Wednesday, October 3, 2012

A Prayer to Go to Paradise with the Donkeys













When I must come to you, O my God, I pray
It be some dusty-roaded holiday,
And even as in my travels here below
I beg to choose by what road I shall go
To Paradise, where the clear stars shine by day.
I’ll take my walking stick and go my way
And to my friends the donkeys I shall say,
“I am Frances Jammes, and I’m going to Paradise,
For there is no hell in the land of the loving God.”
And I’ll say to them: “Come sweet friends of the blue skies,
Poor creatures who with a flap of the ears or a nod
Of the head shake off the buffets, the bees, the flies . . . ”

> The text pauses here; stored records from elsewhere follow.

pub(super) fn is_line_comment_start(bytes: &[u8], idx: usize) -> bool {
    bytes.get(idx) == Some(&b'-') && bytes.get(idx + 1) == Some(&b'-')
}

pub(super) fn is_block_comment_start(bytes: &[u8], idx: usize) -> bool {
    bytes.get(idx) == Some(&b'/') && bytes.get(idx + 1) == Some(&b'*')
}

pub(super) fn is_block_comment_end(bytes: &[u8], idx: usize) -> bool {
    bytes.get(idx) == Some(&b'*') && bytes.get(idx + 1) == Some(&b'/')
}

/// Recognise `$tag$` at `start`; returns the tag and the index of its closing `$`.
///
/// Tags follow identifier rules, so `$1` is never mistaken for a quote opener.
pub(super) fn try_start_dollar_quote(bytes: &[u8], start: usize) -> Option<(String, usize)> {
    if bytes.get(start + 1).is_some_and(u8::is_ascii_digit) {
        return None;
    }
    let mut idx = start + 1;
    while idx < bytes.len() && bytes[idx] != b'$' {
        let b = bytes[idx];
        if !(b.is_ascii_alphanumeric() || b == b'_') {
            return None;
        }
        idx += 1;
    }

    if idx < bytes.len() && bytes[idx] == b'$' {
        let tag = String::from_utf8(bytes[start + 1..idx].to_vec()).ok()?;
        Some((tag, idx))
    } else {
        None
    }
}

pub(super) fn matches_tag(bytes: &[u8], idx: usize, tag: &str) -> bool {
    let end = idx + 1 + tag.len();
    end < bytes.len()
        && bytes[idx + 1..=end].starts_with(tag.as_bytes())
        && bytes.get(end) == Some(&b'$')
}
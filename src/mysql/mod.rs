// MySQL-family engine (MySQL, MariaDB)
//
// - config: connection options, connect timeout, charset
// - params: binding with type tags and literal quoting
// - query: row extraction
// - executor: the `Engine` implementation

pub mod config;
pub mod executor;
pub mod params;
pub mod query;

pub use config::connect;
pub use executor::MysqlEngine;
pub use params::{MysqlParams, quote_literal};
pub use query::build_fetched_rows;
use async_trait::async_trait;
use tokio::task::JoinHandle;
use tokio_postgres::Client;
use tracing::{debug, info};

use super::params::Params;
use super::query::build_fetched_rows;
use crate::engine::{Engine, EngineStatement, Modification, PrepareMode};
use crate::error::SqlDuetError;
use crate::results::FetchedRows;
use crate::types::DatabaseType;

/// A `tokio_postgres` client plus the task driving its connection.
pub struct PostgresEngine {
    client: Client,
    connection_task: JoinHandle<()>,
}

impl PostgresEngine {
    pub(crate) fn new(client: Client, connection_task: JoinHandle<()>) -> Self {
        Self {
            client,
            connection_task,
        }
    }
}

/// SQLSTATE and message of a server-side error, or the client error text.
fn native_parts(err: &tokio_postgres::Error) -> (Option<String>, String) {
    match err.as_db_error() {
        Some(db) => (Some(db.code().code().to_string()), db.message().to_string()),
        None => (None, err.to_string()),
    }
}

fn prepare_error(sql: &str, err: &tokio_postgres::Error) -> SqlDuetError {
    let (code, message) = native_parts(err);
    SqlDuetError::PrepareError {
        sql: sql.to_string(),
        code,
        message,
    }
}

fn execution_error(sql: &str, err: &tokio_postgres::Error) -> SqlDuetError {
    let (code, message) = native_parts(err);
    SqlDuetError::ExecutionError {
        sql: sql.to_string(),
        code,
        message,
    }
}

#[async_trait]
impl Engine for PostgresEngine {
    fn database_type(&self) -> DatabaseType {
        DatabaseType::Postgres
    }

    async fn select_database(&mut self, schema: Option<&str>) -> Result<(), SqlDuetError> {
        // The database itself is fixed at connect time; only the schema can move.
        let Some(schema) = schema else {
            return Ok(());
        };
        let sql = format!("SET search_path TO {schema}");
        self.client
            .batch_execute(&sql)
            .await
            .map_err(|e| execution_error(&sql, &e))
    }

    async fn fetch(&mut self, stmt: EngineStatement<'_>) -> Result<FetchedRows, SqlDuetError> {
        match stmt.mode {
            PrepareMode::Prepared => {
                let prepared = self
                    .client
                    .prepare(stmt.sql)
                    .await
                    .map_err(|e| prepare_error(stmt.sql, &e))?;
                let params = Params::convert(stmt.params)?;
                let rows = self
                    .client
                    .query(&prepared, params.as_refs())
                    .await
                    .map_err(|e| execution_error(stmt.sql, &e))?;
                build_fetched_rows(Some(prepared.columns()), &rows)
            }
            PrepareMode::Direct => {
                let rows = self
                    .client
                    .query(stmt.sql, &[])
                    .await
                    .map_err(|e| execution_error(stmt.sql, &e))?;
                build_fetched_rows(None, &rows)
            }
        }
    }

    async fn modify(&mut self, stmt: EngineStatement<'_>) -> Result<Modification, SqlDuetError> {
        let affected_rows = match stmt.mode {
            PrepareMode::Prepared => {
                let prepared = self
                    .client
                    .prepare(stmt.sql)
                    .await
                    .map_err(|e| prepare_error(stmt.sql, &e))?;
                let params = Params::convert(stmt.params)?;
                self.client
                    .execute(&prepared, params.as_refs())
                    .await
                    .map_err(|e| execution_error(stmt.sql, &e))?
            }
            PrepareMode::Direct => self
                .client
                .execute(stmt.sql, &[])
                .await
                .map_err(|e| execution_error(stmt.sql, &e))?,
        };
        Ok(Modification {
            affected_rows,
            insert_id: None,
        })
    }

    async fn sequence_value(&mut self, sequence: &str) -> Result<i64, SqlDuetError> {
        const CURRVAL: &str = "SELECT currval($1::text::regclass)";
        debug!(sequence, "reading insert id");
        let row = self
            .client
            .query_one(CURRVAL, &[&sequence])
            .await
            .map_err(|e| execution_error(CURRVAL, &e))?;
        Ok(row.try_get::<_, i64>(0)?)
    }

    async fn execute_script(&mut self, sql: &str) -> Result<(), SqlDuetError> {
        self.client
            .batch_execute(sql)
            .await
            .map_err(|e| execution_error(sql, &e))
    }

    async fn begin(&mut self) -> Result<(), SqlDuetError> {
        self.execute_script("BEGIN").await
    }

    async fn commit(&mut self) -> Result<(), SqlDuetError> {
        self.execute_script("COMMIT").await
    }

    async fn rollback(&mut self) -> Result<(), SqlDuetError> {
        self.execute_script("ROLLBACK").await
    }

    async fn close(self: Box<Self>) -> Result<(), SqlDuetError> {
        let PostgresEngine {
            client,
            connection_task,
        } = *self;
        // Dropping the last client handle ends the connection future.
        drop(client);
        connection_task
            .await
            .map_err(|e| SqlDuetError::ConnectionError(format!("connection task failed: {e}")))?;
        info!("disconnected from postgres");
        Ok(())
    }
}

Let me come with these donkeys, Lord, into your land,
These beasts who bow their heads so gently, and stand
With their small feet joined together in a fashion
Utterly gentle, asking your compassion.
I shall arrive, followed by their thousands of ears,
Followed by those with baskets at their flanks,
By those who lug the carts of mountebacks
Or loads of feather dusters and kitchen wares,
By those with humps of battered water cans,
By bottle-shaped she-asses who halt and stumble,
By those tricked out in little pantaloons
To cover their wet, blue galls where flies assemble
In whirling swarms, making a drunken hum.
Dear God, let me be with these donkeys that I come
And let it be that angels lead us in peace
To leafy streams where cherries tremble in air
Sleek as the laughing flesh of girls; and there
In that haven of souls let it be that, leaning above
Your divine waters, I shall resemble these donkeys,
Whose humble and sweet poverty will appear
Clear in the clearness of your eternal love.